### WORK TO BE COMPLETED
Two lines mark the range in the entries below: the one holding "let Some(job) = job" and the one holding "let attempt = sender.execute(&job.variant).await;". Set down those two and all lines between them, exactly.

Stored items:
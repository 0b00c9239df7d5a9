//! Success conditions and the evaluator that applies them to responses.

mod condition;
mod describe;
mod evaluate;

pub use condition::{
    ConditionDetail, ConditionKind, ConditionOperator, ErrorType, SuccessCondition,
};
pub use describe::{classify_failure, describe_condition_failure, describe_http_error};
pub use evaluate::{
    clean_response_body, evaluate, is_success_status, lookup_json_path, strip_bom,
    truncate_chars, Evaluation, MAX_ACTUAL_VALUE_CHARS,
};
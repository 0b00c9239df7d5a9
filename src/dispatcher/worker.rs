use crate::executor::{Attempt, RequestSender};
use crate::variables::TaskVariant;
use rand::Rng;
use std::sync::Arc;
use std::time::Duration;
use tokio::sync::{mpsc, Mutex};
use tokio_util::sync::CancellationToken;
use tracing::trace;

/// One queued attempt: a variant and which repetition of it this is.
pub(super) struct Job {
    pub variant: Arc<TaskVariant>,
    pub repetition: u32,
}

pub(super) type JobQueue = Arc<Mutex<mpsc::Receiver<Job>>>;

/// Pulls jobs until the queue is exhausted or the run is cancelled. An attempt
/// already sent always runs to completion; after a stop its result is dropped.
pub(super) async fn run_worker(
    sender: Arc<dyn RequestSender>,
    jobs: JobQueue,
    results: mpsc::Sender<Attempt>,
    cancel: CancellationToken,
) {
    loop {
        if cancel.is_cancelled() {
            break;
        }
        let job = {
            let mut queue = jobs.lock().await;
            tokio::select! {
                biased;
                _ = cancel.cancelled() => None,
                job = queue.recv() => job,
            }
        };
        let Some(job) = job else {
            break;
        };
        trace!(
            "Variant {} repetition {} of task {}",
            job.variant.index,
            job.repetition + 1,
            job.variant.task_id
        );

        let attempt = sender.execute(&job.variant).await;
        if cancel.is_cancelled() || results.send(attempt).await.is_err() {
            break;
        }

        let delay = jitter(job.variant.delay_min, job.variant.delay_max);
        if !delay.is_zero() {
            tokio::select! {
                _ = cancel.cancelled() => break,
                _ = tokio::time::sleep(delay) => {}
            }
        }
    }
}

/// Uniform in `[min, max)` milliseconds, or zero when the range is empty.
pub(super) fn jitter(min_ms: u64, max_ms: u64) -> Duration {
    if max_ms <= min_ms {
        return Duration::ZERO;
    }
    let ms = rand::rng().random_range(min_ms..max_ms);
    Duration::from_millis(ms)
}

### WRITTEN REPLY
        let Some(job) = job else {
            break;
        };
        trace!(
            "Variant {} repetition {} of task {}",
            job.variant.index,
            job.repetition + 1,
            job.variant.task_id
        );

        let attempt = sender.execute(&job.variant).await;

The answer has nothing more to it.